La conclusion de cet accord pourrait occuper une partie des discussions lors d'un sommet jugé capital, le 19 mai à Londres, entre l'Union européenne et le Royaume-Uni. De nombreux économistes s'interrogent cependant sur la portée de ce compromis. Une grande partie des produits manufacturés du pays feront toujours l'objet de droits de douane de 10 %, autrement dit la taxe "réciproque" imposée en avril par le dirigeant américain et suspendue actuellement pour une période de 90 jours.

Le premier ministre britannique et le Brexit

Le Premier ministre actuel du Royaume-Uni est Sir Keir Starmer, chef du Parti travailliste. Il a pris ses fonctions le 5 juillet 2024.

Le dirigeant de 62 ans a clairement indiqué que le Royaume-Uni ne rejoindra pas l'Union européenne, le marché unique ou l'union douanière, et qu'il n'y aura pas de retour à la libre circulation des personnes.

Cependant, il s'est engagé à améliorer les relations avec l'UE en renforçant la coopération économique, diplomatique et militaire.

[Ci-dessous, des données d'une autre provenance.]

//! Tracing configuration for the command line front end
//!
//! The library only emits events; subscribers are installed here, by the
//! binary. Log output goes to stderr so stdout stays reserved for status
//! lines and `--stats-json`.

use tracing_subscriber::{layer::SubscriberExt, util::SubscriberInitExt, EnvFilter, Registry};

/// Configuration for tracing output format
#[derive(Debug, Clone, Copy, PartialEq, Eq)]
pub enum TracingFormat {
    /// Human-readable console output with colors (default for CLI)
    Console,
    /// Compact output without ANSI colors for CI environments
    Compact,
    /// JSON structured logging
    #[cfg(feature = "tracing-json")]
    Json,
}

/// Tracing configuration builder
#[derive(Debug)]
pub struct TracingConfig {
    /// Verbosity level (maps to log levels)
    pub verbosity: u8,
    /// Output format
    pub format: TracingFormat,
    /// Environment filter string (overrides verbosity if set)
    pub env_filter: Option<String>,
    /// Session ID for correlation
    pub session_id: Option<String>,
}

impl Default for TracingConfig {
    fn default() -> Self {
        Self {
            verbosity: 0,
            format: TracingFormat::Console,
            env_filter: None,
            session_id: None,
        }
    }
}

impl TracingConfig {
    /// Create a default tracing configuration
    #[must_use]
    pub fn new() -> Self {
        Self::default()
    }

    /// Set verbosity level
    #[must_use]
    pub fn with_verbosity(mut self, verbosity: u8) -> Self {
        self.verbosity = verbosity;
        self
    }

    /// Set output format
    #[must_use]
    pub fn with_format(mut self, format: TracingFormat) -> Self {
        self.format = format;
        self
    }

    /// Set environment filter (overrides verbosity)
    #[must_use]
    pub fn with_env_filter<S: Into<String>>(mut self, filter: S) -> Self {
        self.env_filter = Some(filter.into());
        self
    }

    /// Set session ID for correlation
    #[must_use]
    pub fn with_session_id<S: Into<String>>(mut self, session_id: S) -> Self {
        self.session_id = Some(session_id.into());
        self
    }

    /// Convert verbosity level to tracing filter string
    #[must_use]
    pub fn verbosity_to_filter(&self) -> &'static str {
        match self.verbosity {
            0 => "info",
            1 => "debug",
            _ => "trace",
        }
    }

    /// Filter directive actually used: explicit filter wins over verbosity
    #[must_use]
    pub fn filter_directive(&self) -> String {
        self.env_filter
            .clone()
            .unwrap_or_else(|| self.verbosity_to_filter().to_string())
    }

    /// Install the global subscriber
    ///
    /// # Errors
    /// - Invalid filter directive
    /// - A global subscriber is already installed
    pub fn init(self) -> anyhow::Result<()> {
        use tracing_subscriber::fmt;

        let filter = EnvFilter::try_new(self.filter_directive())?;
        let registry = Registry::default().with(filter);

        match self.format {
            TracingFormat::Console => {
                let fmt_layer = fmt::layer()
                    .with_writer(std::io::stderr)
                    .with_ansi(true)
                    .with_target(false)
                    .with_level(true)
                    .compact();
                registry.with(fmt_layer).try_init()?;
            },
            TracingFormat::Compact => {
                let fmt_layer = fmt::layer()
                    .with_writer(std::io::stderr)
                    .with_ansi(false)
                    .with_target(false)
                    .compact();
                registry.with(fmt_layer).try_init()?;
            },
            #[cfg(feature = "tracing-json")]
            TracingFormat::Json => {
                let fmt_layer = fmt::layer()
                    .json()
                    .with_writer(std::io::stderr)
                    .with_current_span(true)
                    .with_span_list(true);
                registry.with(fmt_layer).try_init()?;
            },
        }

        if let Some(session_id) = &self.session_id {
            tracing::debug!(session_id = %session_id, "Background removal session started");
        }

        Ok(())
    }
}

/// Initialize tracing with CLI-friendly defaults and a fresh session id
pub fn init_cli_tracing(verbosity: u8, env_filter: Option<&str>) -> anyhow::Result<String> {
    let session_id = uuid::Uuid::new_v4().to_string();

    let mut config = TracingConfig::new()
        .with_verbosity(verbosity)
        .with_format(TracingFormat::Console)
        .with_session_id(session_id.clone());
    if let Some(filter) = env_filter {
        config = config.with_env_filter(filter);
    }
    config.init()?;

    Ok(session_id)
}

/// Span creation helpers
pub mod spans {
    use tracing::{Level, Span};

    /// Span covering a whole CLI invocation
    pub fn session(session_id: &str) -> Span {
        tracing::span!(Level::INFO, "session", session_id = %session_id)
    }
}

Par exemple, il a exprimé son intention de renégocier l'accord commercial post-Brexit pour réduire les frictions commerciales et a proposé de reconnecter le système britannique d'échange de quotas d'émission avec celui de l'UE.

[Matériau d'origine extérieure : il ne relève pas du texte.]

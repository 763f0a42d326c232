use criterion::{black_box, criterion_group, criterion_main, BenchmarkId, Criterion};
use image::{Rgba, RgbaImage};
use logo_bgremove::{flood_fill_background, is_background_candidate};

const WHITE: Rgba<u8> = Rgba([255, 255, 255, 255]);
const GREEN: Rgba<u8> = Rgba([0, 200, 0, 255]);

/// White canvas with a centered green block covering a quarter of the area
fn logo_image(size: u32) -> RgbaImage {
    let lo = size / 4;
    let hi = size - size / 4;
    RgbaImage::from_fn(size, size, |x, y| {
        if (lo..hi).contains(&x) && (lo..hi).contains(&y) {
            GREEN
        } else {
            WHITE
        }
    })
}

fn benchmark_flood_fill(c: &mut Criterion) {
    let mut group = c.benchmark_group("flood_fill");
    group.sample_size(20);

    for size in [128u32, 512, 1024] {
        let blank = RgbaImage::from_pixel(size, size, WHITE);
        group.bench_with_input(BenchmarkId::new("all_background", size), &blank, |b, image| {
            b.iter(|| {
                let mut image = image.clone();
                black_box(flood_fill_background(&mut image))
            });
        });

        let logo = logo_image(size);
        group.bench_with_input(BenchmarkId::new("centered_logo", size), &logo, |b, image| {
            b.iter(|| {
                let mut image = image.clone();
                black_box(flood_fill_background(&mut image))
            });
        });
    }

    group.finish();
}

fn benchmark_classifier(c: &mut Criterion) {
    c.bench_function("classify_rgb_cube", |b| {
        b.iter(|| {
            let mut accepted = 0u32;
            for r in (0..=255u8).step_by(5) {
                for g in (0..=255u8).step_by(5) {
                    for v in (0..=255u8).step_by(5) {
                        if is_background_candidate(black_box(r), black_box(g), black_box(v)) {
                            accepted += 1;
                        }
                    }
                }
            }
            accepted
        });
    });
}

criterion_group!(benches, benchmark_flood_fill, benchmark_classifier);
criterion_main!(benches);
// This Source Code Form is subject to the terms of the Mozilla Public
// License, v. 2.0. If a copy of the MPL was not distributed with this
// file, You can obtain one at https://mozilla.org/MPL/2.0/.

/*! Error handling. */

use {crate::package_version::VersionError, thiserror::Error};

/// Primary crate error type.
#[derive(Debug, Error)]
pub enum PublisherError {
    #[error("I/O error: {0:?}")]
    Io(#[from] std::io::Error),

    #[error("pool I/O error on path {0}: {1:?}")]
    PoolIoPath(String, std::io::Error),

    #[error("error walking pool directory: {0:?}")]
    WalkDir(#[from] walkdir::Error),

    #[error("YAML error: {0:?}")]
    SerdeYaml(#[from] serde_yaml::Error),

    #[error("version parsing error: {0}")]
    Version(#[from] VersionError),

    #[error("hex parsing error for digest {0}: {1:?}")]
    ContentDigestBadHex(String, hex::FromHexError),

    #[error("unknown checksum type: {0}")]
    UnknownChecksumType(String),

    #[error("unknown pool layout: {0}")]
    UnknownPoolLayout(String),

    #[error("no component given and no default component configured")]
    UnconfiguredComponent,

    #[error("source package name is empty")]
    EmptySourceName,

    #[error("malformed pool path: {0}")]
    MalformedPoolPath(String),

    #[error("pool temporary directory {0} must not be inside the pool root")]
    PoolTempDirInsideRoot(String),

    #[error(
        "{filename} ({component}/{source_package}) already exists in the pool with different \
         content: expected {expected}, found {actual}"
    )]
    PoolFileOverwrite {
        filename: String,
        component: String,
        source_package: String,
        expected: String,
        actual: String,
    },

    #[error("content written for {filename} does not match its digest: expected {expected}, found {actual}")]
    PoolContentMismatch {
        filename: String,
        expected: String,
        actual: String,
    },

    #[error("{1} is not in the pool for component {0}")]
    NotInPool(String, String),

    #[error("{0} is not a known pool entry")]
    PoolEntryMissing(String),

    #[error("pool target path already exists: {0}")]
    PoolTargetExists(String),

    #[error("unknown pocket: {0}")]
    UnknownPocket(String),

    #[error("malformed suite name: {0}")]
    MalformedSuite(String),

    #[error("publication store error: {0}")]
    PublicationStore(String),

    #[error("run lock {0} is held by another process")]
    LockHeld(String),
}

impl PublisherError {
    /// Whether this error indicates corrupt archive content rather than a pool bug.
    ///
    /// These must be reported to a human and never retried automatically.
    pub fn is_corruption(&self) -> bool {
        matches!(
            self,
            Self::PoolFileOverwrite { .. } | Self::PoolContentMismatch { .. }
        )
    }
}

/// Result wrapper for this crate.
pub type Result<T> = std::result::Result<T, PublisherError>;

L'opinion publique britannique de plus en plus hostile au Brexit

Si l'impact réel du Brexit sur l'économie britannique est difficile à évaluer, les Britanniques sont quant à eux de plus en plus nombreux à considérer que quitter l'UE fut une erreur. Le 23 juin 2016, ils étaient déjà 48,11 % à vouloir rester dans l'Union. Ils étaient même majoritaires en Irlande du Nord (55,8 %) et en Écosse (62 %).

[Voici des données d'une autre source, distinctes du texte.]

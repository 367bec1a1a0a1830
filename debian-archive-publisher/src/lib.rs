// This Source Code Form is subject to the terms of the Mozilla Public
// License, v. 2.0. If a copy of the MPL was not distributed with this
// file, You can obtain one at https://mozilla.org/MPL/2.0/.

/*! Debian archive publishing primitives.

This crate implements two stages of publishing a Debian-style package archive: keeping
the *pool* of archive files on disk consistent, and *dominating* publication records
so only the newest version of each package stays current.

# A Tour of Functionality

The [pool] module manages the pool. [pool::Poolifier] maps a source package and
component to a directory like `main/libf/libfoo`. [pool::atomic::AtomicFile] writes
files so they never appear at their final path half-written. [pool::DiskPool] holds an
in-memory model of which components publish which files, keeping one real copy of each
filename and relative symlinks in the other components. It is rebuilt from disk with
[pool::DiskPool::scan()].

The [publication] module defines publication records and the
[publication::PublicationStore] trait through which they are read and updated.
[publication::MemoryPublicationStore] keeps records in memory and can be loaded from
YAML.

The [domination] module implements [domination::Dominator], which supersedes older
publications of each package and schedules superseded publications for deletion once
nothing depends on them. Versions are ordered by [package_version::PackageVersion],
which implements Debian version comparison.

[config] defines YAML configuration. [lock::RunLock] provides the run-level mutual
exclusion pool operations require.

Physically deleting files whose publications are past their scheduled deletion date
is left to the caller, via [pool::DiskPool::remove_file()].
*/

pub mod config;
pub mod domination;
pub mod error;
pub mod io;
pub mod lock;
pub mod package_version;
pub mod pool;
pub mod publication;
// This Source Code Form is subject to the terms of the Mozilla Public
// License, v. 2.0. If a copy of the MPL was not distributed with this
// file, You can obtain one at https://mozilla.org/MPL/2.0/.

use {
    chrono::{DateTime, Utc},
    clap::{Arg, ArgMatches, Command},
    debian_archive_publisher::{
        config::PublisherConfig,
        domination::Dominator,
        error::PublisherError,
        lock::RunLock,
        pool::{DiskPool, PoolAddOutcome},
        publication::MemoryPublicationStore,
    },
    log::{error, LevelFilter},
    std::path::Path,
    thiserror::Error,
};

const CONFIG_ABOUT: &str = "\
Publisher Configuration

All commands read a YAML configuration file given by --config. It has the
following keys:

pool.root (required) (string)
   Root directory of the pool. Files live at
   <component>/<prefix>/<source>/<filename> beneath it.

pool.temp_dir (required) (string)
   Directory holding files while they are written. Must be on the same
   filesystem as pool.root and must not be inside it.

pool.layout (optional) (string)
   Pool layout. Only `component-then-name-prefix` (alias `debian`) exists.

pool.checksum (optional) (string)
   Checksum flavor used to compare file content: md5, sha1 (default) or
   sha256.

pool.preferred_components (optional) (list[string])
   Components in order of preference for holding real files. Used by
   sanitise-links.

pool.lock_file (optional) (string)
   Lock file held by commands that modify the pool or publication records.
   Only one publisher may operate on a pool at a time.

domination.archive (optional) (string)
   Archive whose publications are dominated. Defaults to `primary`.

domination.stay_of_execution_hours (optional) (integer)
   Hours between a publication becoming removable and its scheduled
   deletion. Defaults to 24.

domination.suites (optional) (list[{distroseries, pocket}])
   Suites to dominate, in order. pocket is one of release, security,
   updates, proposed, backports.
";

#[derive(Debug, Error)]
pub enum DptError {
    #[error("argument parsing error: {0:?}")]
    Clap(#[from] clap::Error),

    #[error("{0}")]
    Publisher(#[from] PublisherError),

    #[error("I/O error: {0:?}")]
    Io(#[from] std::io::Error),

    #[error("invalid timestamp: {0}")]
    Timestamp(#[from] chrono::ParseError),

    #[error("{0} has no filename")]
    NoFilename(String),

    #[error("invalid sub-command: {0}")]
    InvalidSubCommand(String),
}

pub type Result<T> = std::result::Result<T, DptError>;

fn component_source_args(command: Command<'static>) -> Command<'static> {
    command
        .arg(
            Arg::new("component")
                .long("component")
                .takes_value(true)
                .required(true)
                .help("Archive component"),
        )
        .arg(
            Arg::new("source")
                .long("source")
                .takes_value(true)
                .required(true)
                .help("Source package name"),
        )
}

pub fn run_cli() -> Result<()> {
    let app = Command::new("Debian Publisher Tool")
        .version("0.1")
        .author("Gregory Szorc <gregory.szorc@gmail.com>")
        .about("Maintain a Debian archive pool and its publications")
        .arg_required_else_help(true);

    let app = app
        .arg(
            Arg::new("config")
                .long("config")
                .takes_value(true)
                .global(true)
                .help("Path to the YAML publisher configuration"),
        )
        .arg(
            Arg::new("verbose")
                .long("verbose")
                .short('v')
                .global(true)
                .multiple_occurrences(true)
                .help("Increase logging verbosity. Can be specified multiple times"),
        );

    let app = app.subcommand(Command::new("scan-pool").about("Scan the pool and print statistics"));

    let app = app.subcommand(
        component_source_args(
            Command::new("pool-path").about("Print the pool path of a source package or file"),
        )
        .arg(Arg::new("filename").help("Filename within the source directory")),
    );

    let app = app.subcommand(
        component_source_args(
            Command::new("add-file").about("Add a local file to the pool"),
        )
        .arg(
            Arg::new("path")
                .required(true)
                .allow_invalid_utf8(true)
                .help("Path of the file to add"),
        ),
    );

    let app = app.subcommand(
        component_source_args(
            Command::new("remove-file").about("Remove a file from a component of the pool"),
        )
        .arg(
            Arg::new("filename")
                .required(true)
                .help("Filename to remove"),
        ),
    );

    let app = app.subcommand(
        Command::new("sanitise-links")
            .about("Move real files into the most preferred component publishing them"),
    );

    let app = app.subcommand(
        Command::new("dominate")
            .about("Dominate publications of the configured suites")
            .arg(
                Arg::new("records")
                    .long("records")
                    .takes_value(true)
                    .required(true)
                    .allow_invalid_utf8(true)
                    .help("YAML file of publication records; updated in place"),
            )
            .arg(
                Arg::new("now")
                    .long("now")
                    .takes_value(true)
                    .help("RFC 3339 timestamp to use as the current time"),
            ),
    );

    let mut app = app.subcommand(Command::new("config").about("Print documentation about the configuration file"));

    let matches = app.clone().get_matches();

    let log_level = match matches.occurrences_of("verbose") {
        0 => LevelFilter::Info,
        1 => LevelFilter::Debug,
        _ => LevelFilter::Trace,
    };

    let mut builder = env_logger::Builder::from_env(
        env_logger::Env::default().default_filter_or(log_level.as_str()),
    );

    // Disable log context except at higher log levels.
    if log_level <= LevelFilter::Info {
        builder
            .format_timestamp(None)
            .format_level(false)
            .format_target(false);
    }

    builder.init();

    let result = match matches.subcommand() {
        Some(("config", _)) => {
            println!("{}", CONFIG_ABOUT);
            Ok(())
        }
        Some(("scan-pool", args)) => command_scan_pool(args),
        Some(("pool-path", args)) => command_pool_path(args),
        Some(("add-file", args)) => command_add_file(args),
        Some(("remove-file", args)) => command_remove_file(args),
        Some(("sanitise-links", args)) => command_sanitise_links(args),
        Some(("dominate", args)) => command_dominate(args),
        Some((command, _)) => Err(DptError::InvalidSubCommand(command.to_string())),
        None => {
            app.print_help()?;
            Ok(())
        }
    };

    if let Err(DptError::Publisher(e)) = &result {
        if e.is_corruption() {
            error!("archive content is corrupt; halting for manual investigation");
        }
    }

    result
}

fn load_config(args: &ArgMatches) -> Result<PublisherConfig> {
    let path = args.value_of("config").unwrap_or("publisher.yaml");

    Ok(PublisherConfig::from_yaml_path(path)?)
}

fn take_lock(config: &PublisherConfig) -> Result<Option<RunLock>> {
    Ok(match &config.pool.lock_file {
        Some(path) => Some(RunLock::acquire(path)?),
        None => None,
    })
}

fn required<'a>(args: &'a ArgMatches, name: &str) -> &'a str {
    args.value_of(name)
        .expect("clap should have enforced required argument")
}

fn command_scan_pool(args: &ArgMatches) -> Result<()> {
    let config = load_config(args)?;
    let pool = DiskPool::from_config(&config.pool)?;

    let stats = pool.stats();
    println!("entries: {}", stats.entries);
    println!("components: {}", stats.components);
    println!("files: {}", stats.files);
    println!("symlinks: {}", stats.symlinks);

    Ok(())
}

fn command_pool_path(args: &ArgMatches) -> Result<()> {
    let config = load_config(args)?;
    let pool = DiskPool::new(&config.pool.root, &config.pool.temp_dir, config.pool.layout)?;

    let path = pool.path_for(
        required(args, "component"),
        required(args, "source"),
        args.value_of("filename"),
    )?;
    println!("{}", path.display());

    Ok(())
}

fn command_add_file(args: &ArgMatches) -> Result<()> {
    let config = load_config(args)?;
    let _lock = take_lock(&config)?;

    let path = Path::new(
        args.value_of_os("path")
            .expect("path argument is required"),
    );
    let filename = path
        .file_name()
        .and_then(|f| f.to_str())
        .ok_or_else(|| DptError::NoFilename(format!("{}", path.display())))?;

    let digest = config.pool.checksum.digest_path(path)?;

    let mut pool = DiskPool::from_config(&config.pool)?;
    let outcome = pool.add_file(
        required(args, "component"),
        required(args, "source"),
        filename,
        &digest,
        std::io::BufReader::new(std::fs::File::open(path)?),
    )?;

    match outcome {
        PoolAddOutcome::Added(size) => println!("added {} ({} bytes)", filename, size),
        PoolAddOutcome::Symlinked => println!("symlinked {}", filename),
        PoolAddOutcome::AlreadyPresent => println!("{} already present", filename),
    }

    Ok(())
}

fn command_remove_file(args: &ArgMatches) -> Result<()> {
    let config = load_config(args)?;
    let _lock = take_lock(&config)?;

    let mut pool = DiskPool::from_config(&config.pool)?;
    let filename = required(args, "filename");
    let freed = pool.remove_file(
        required(args, "component"),
        required(args, "source"),
        filename,
    )?;

    println!("removed {}; freed {} bytes", filename, freed);

    Ok(())
}

fn command_sanitise_links(args: &ArgMatches) -> Result<()> {
    let config = load_config(args)?;
    let _lock = take_lock(&config)?;

    let mut pool = DiskPool::from_config(&config.pool)?;
    pool.sanitise_links(&config.pool.preferred_components[..])?;

    Ok(())
}

fn command_dominate(args: &ArgMatches) -> Result<()> {
    let config = load_config(args)?;
    let _lock = take_lock(&config)?;

    let records_path = Path::new(
        args.value_of_os("records")
            .expect("records argument is required"),
    );

    let now = match args.value_of("now") {
        Some(value) => DateTime::parse_from_rfc3339(value)?.with_timezone(&Utc),
        None => Utc::now(),
    };

    let mut store = MemoryPublicationStore::from_yaml_path(records_path)?;

    let report = Dominator::from_config(&mut store, &config.domination)
        .judge_and_dominate_suites(&config.domination.suites, now, || true)?;

    // Write beside the records then rename so an interrupted write keeps the old records.
    let temp_path = records_path.with_extension("yaml.new");
    store.to_yaml_writer(std::fs::File::create(&temp_path)?)?;
    std::fs::rename(&temp_path, records_path)?;

    println!(
        "{} suites: superseded {} sources, {} binaries; scheduled deletion of {} sources, {} binaries; {} sources held",
        report.suites,
        report.superseded_sources,
        report.superseded_binaries,
        report.judged_sources,
        report.judged_binaries,
        report.blocked_sources
    );

    Ok(())
}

Aujourd'hui, la part de Britanniques réfractaires au Brexit semble prendre durablement le dessus. Depuis janvier 2020, l'institut de sondages YouGov réalise par exemple une enquête avec pour question "Avec le recul, pensez-vous que la Grande-Bretagne a eu raison ou tort de voter en faveur de la sortie de l'Union européenne ?". Dès le 26 janvier 2020, 40 % pensaient que le pays avait eu raison quand 47 % considéraient le contraire (13 % ne savaient pas). Puis les partisans de la sortie de l'UE ont repris l'avantage dans le sondage… jusqu'en mars 2021, période à partir de laquelle les deux courbes se sont durablement éloignées. Au 1er mai 2024, 55 % des sondés estimaient que le Brexit était une erreur, contre seulement 31 % déclarant qu'il s'agissait d'une bonne décision.

Selon une enquête de l'institut Redfield & Wilton relayée par le quotidien The Independent en septembre 2024, cette tendance est encore plus marquée chez les jeunes, dans l'incapacité de voter en 2016. Alors que 56 % des personnes interrogées déclarent qu’elles voteraient pour une réadhésion à l’UE si un autre référendum était organisé aujourd’hui, ils sont 61 % parmi la "génération Z" (personnes nées entre la fin des années 1990 et le début des années 2010) à la vouloir (contre 28 % pour le statu quo).